Would you please copy every line from the records that contains the word "match"?
━━━━━━━━
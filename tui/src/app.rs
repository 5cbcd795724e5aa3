//! Application state owned by the event loop, and the key bindings that
//! drive it.

use crossterm::event::{KeyCode, KeyEvent, KeyModifiers};
use tracing::debug;

use supervisor_contracts::{
    records::Role,
    view::{Overlay, ResourceTab, ViewState},
};
use supervisor_core::{
    filter::{hospital_options, region_options, selector_entries, HospitalOption, RegionOption},
    DashboardState,
};
use supervisor_mock::{
    finance, institutions, operations, quality, resources, roles, services, StaticRegions,
};

/// One selectable row of the filter drawer, top to bottom.
#[derive(Debug, Clone, PartialEq, Eq)]
pub enum FilterRow {
    Region(RegionOption),
    TimeRange,
    Hospital(HospitalOption),
    /// 确定: closes the drawer.
    Confirm,
}

// ── App ───────────────────────────────────────────────────────────────────────

pub struct App {
    pub state: DashboardState,
    pub directory: StaticRegions,
    pub should_quit: bool,
    /// Footer shows the project homepage instead of the key hints.
    pub show_about: bool,
}

impl App {
    pub fn new(role: Role, region: &str) -> Self {
        let directory = StaticRegions;
        let mut state = DashboardState::new(&directory, role);
        state.set_region(region);
        Self {
            state,
            directory,
            should_quit: false,
            show_about: false,
        }
    }

    pub fn filter_rows(&self) -> Vec<FilterRow> {
        let mut rows: Vec<FilterRow> = region_options(&self.directory, self.state.region())
            .into_iter()
            .map(FilterRow::Region)
            .collect();
        rows.push(FilterRow::TimeRange);
        rows.extend(
            hospital_options(&institutions::institutions())
                .into_iter()
                .map(FilterRow::Hospital),
        );
        rows.push(FilterRow::Confirm);
        rows
    }

    /// Number of rows the cursor can move through on the active surface.
    pub fn list_len(&self) -> usize {
        match self.state.overlay() {
            Overlay::RegionSelector => selector_entries(&self.directory, self.state.region()).len(),
            Overlay::Filter => self.filter_rows().len(),
            Overlay::RoleMenu => roles::roles().len(),
            Overlay::DoctorQualification => 0,
            Overlay::None => match self.state.view() {
                ViewState::Home => ViewState::DOMAINS.len(),
                ViewState::Institution => institutions::institutions().len(),
                ViewState::Resource => match self.state.resource_tab() {
                    ResourceTab::Doctor => resources::doctors().len(),
                    ResourceTab::Patient => resources::patients().len(),
                },
                ViewState::Service => services::hospital_profiles().len(),
                ViewState::Operation => operations::city_details().len(),
                ViewState::Quality => quality::negative_reviews().len(),
                ViewState::Finance => finance::institutions().len(),
                ViewState::FinanceDetail => self
                    .state
                    .selected_hospital()
                    .map(|h| finance::detail_for(h).services.len())
                    .unwrap_or(0),
            },
        }
    }

    // ── Key handling ─────────────────────────────────────────────────────────

    pub fn handle_key(&mut self, key: KeyEvent) {
        if key.code == KeyCode::Char('c') && key.modifiers.contains(KeyModifiers::CONTROL) {
            self.should_quit = true;
            return;
        }

        let overlay_open = self.state.overlay() != Overlay::None;
        match key.code {
            KeyCode::Char('q') | KeyCode::Char('Q') => self.should_quit = true,
            KeyCode::Esc | KeyCode::Backspace => {
                if overlay_open {
                    self.state.close_overlay();
                } else {
                    self.state.back();
                }
            }
            KeyCode::Enter => self.activate(),
            KeyCode::Up | KeyCode::Char('k') => self.state.cursor_up(),
            KeyCode::Down | KeyCode::Char('j') => {
                let len = self.list_len();
                self.state.cursor_down(len);
            }
            KeyCode::Char('r') => self.toggle_overlay(Overlay::RegionSelector),
            KeyCode::Char('p') => self.state.toggle_role_menu(),
            KeyCode::Char('f') => self.toggle_overlay(Overlay::Filter),
            KeyCode::Char('t') if self.state.overlay() == Overlay::Filter => {
                self.state.cycle_time_range();
            }

            // Everything below acts on the view, not on a popup.
            _ if overlay_open => {}

            KeyCode::Char(c @ '1'..='6') if self.state.view() == ViewState::Home => {
                let index = usize::from(c as u8 - b'1');
                self.state.navigate(ViewState::DOMAINS[index]);
            }
            KeyCode::Tab => self.state.toggle_tab(),
            KeyCode::Char('x') => self.state.clear_region(),
            KeyCode::Char('h') => self.state.clear_hospital_filter(),
            KeyCode::Char('?') => self.show_about = !self.show_about,
            _ => {}
        }
    }

    fn toggle_overlay(&mut self, overlay: Overlay) {
        if self.state.overlay() == overlay {
            self.state.close_overlay();
        } else {
            self.state.open_overlay(overlay);
        }
    }

    /// Enter: apply the highlighted popup option, or open the highlighted row.
    fn activate(&mut self) {
        let index = self.state.overlay_cursor();
        match self.state.overlay() {
            Overlay::RegionSelector => {
                let entries = selector_entries(&self.directory, self.state.region());
                if let Some(entry) = entries.get(index) {
                    self.state.set_region(entry.name);
                }
            }
            Overlay::Filter => match self.filter_rows().get(index) {
                Some(FilterRow::Region(option)) => self.state.set_region(option.name),
                Some(FilterRow::TimeRange) => self.state.cycle_time_range(),
                Some(FilterRow::Hospital(option)) => {
                    self.state.set_hospital_filter(option.value.clone());
                }
                Some(FilterRow::Confirm) => self.state.close_overlay(),
                None => {}
            },
            Overlay::RoleMenu => {
                if let Some(role) = roles::roles().into_iter().nth(index) {
                    self.state.select_role(role);
                }
            }
            Overlay::DoctorQualification => self.state.close_overlay(),
            Overlay::None => self.open_row(),
        }
    }

    fn open_row(&mut self) {
        let cursor = self.state.cursor();
        match self.state.view() {
            ViewState::Home => {
                if let Some(&view) = ViewState::DOMAINS.get(cursor) {
                    self.state.navigate(view);
                }
            }
            ViewState::Resource if self.state.resource_tab() == ResourceTab::Doctor => {
                if let Some(doctor) = resources::doctors().into_iter().nth(cursor) {
                    self.state.select_doctor(doctor);
                }
            }
            ViewState::Finance => {
                if let Some(institution) = finance::institutions().into_iter().nth(cursor) {
                    self.state.view_finance_detail(institution);
                }
            }
            view => debug!(?view, cursor, "row has no drill-down"),
        }
    }
}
━━━━━━━━
# [WRITTEN RESPONSE]
        match self.state.overlay() {
            Overlay::None => match self.state.view() {
                ViewState::Resource => match self.state.resource_tab() {
        match key.code {
        match self.state.overlay() {
            Overlay::Filter => match self.filter_rows().get(index) {
        match self.state.view() {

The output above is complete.